Harrison Bergeron ||


Harrison Bergeron

By Kurt Vonnegut

What would you do encountered by a government that oppresses the people by manipulating the things they see, all that they do and all that they are? Well, that may very well be the position in which you may be right now. That is the wonder of Harrison Bergeron by Kurt Vonnegut. He narrates his dystopian universe as equality for the people. What would it mean to be equal? Would we all be blond and tall with a bulky build and a strong case of patriotic exaltation?

Vonnegut as the voice that expresses all that has been and all that is. He clearly pictures a world where the government is in charge of oppression. However, is his government purely fictional? I do not think as much, many are in this dystopia this very moment. The government manipulates the people to its pleasing, making the word “democracy” just another synonym of “corruption.” No matter the place in which you reside, you must be aware of the problematic that the government has placed upon the people whom it is supposed to nurture. Here is where Vonnegut’s satirical tone shines. His stance is firm and Harrison Bergeron is the vivid example of such statement. The word he has created is not fictional but rather extreme representations of oppression where the sense of free will is just an illusion. Harrison is the people, is what we could do and who we are; we are different, and we can stand forth. However, this leads to the same faith as Harrison, we are shut, and the ones that strive to make a difference and oppose the greed of those who rule are silenced, persecuted and modified.
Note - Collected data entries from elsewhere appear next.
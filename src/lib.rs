//! fabric-custody - remote-custody signing for permissioned-ledger identities
//!
//! Lets a ledger client sign with an identity whose private key it never
//! holds.
//!
//! ## Backends
//!
//! - **Transit**: key lives in a Vault-style transit engine, signing over HTTPS
//! - **Tethered**: key lives on the holder's device, reachable over an
//!   authenticated WebSocket
//! - **Local**: key kept next to the certificate, for registrars and tests
//!
//! Every backend is exposed as an [`identity::Key`], wrapped for the ledger
//! SDK by [`identity::SdkKey`], and enrolled through
//! [`enrollment::EnrollmentOrchestrator`].

pub mod config;
pub mod crypto;
pub mod enrollment;
pub mod identity;
pub mod logging;
pub mod server;
pub mod tethered;
pub mod transit;
pub mod types;

pub use config::Args;
pub use server::{run, AppState};
pub use types::{CustodyError, Result};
Now, Mr. Vonnegut, as a prisoner of war during the Second World War, was exposed to the reality that the world was facing at the time. Where does Vonnegut’s experiences as a prisoner of war come to play in Harrison Bergeron? In equality, the ideology of Nazi’s “master race.” The sense that humanity is to be equal, the idea that none is to be different, and those who are should be cut and stripped of their differences. Vonnegut’s idea of a dystopian world is one in which the ideology of Nazi Germany is reached. However, there is mockery, mocking the fact that even being a sole race is not to be perfect, rather imperfect. Vonnegut does not make the characters of Harrison Bergeron have handicaps to be as good as others are, but rather to make them as bad as the rest. This is Vonnegut’s response to that ideology. Which makes the story have a deeper meaning than that of just politics and governmental oppression.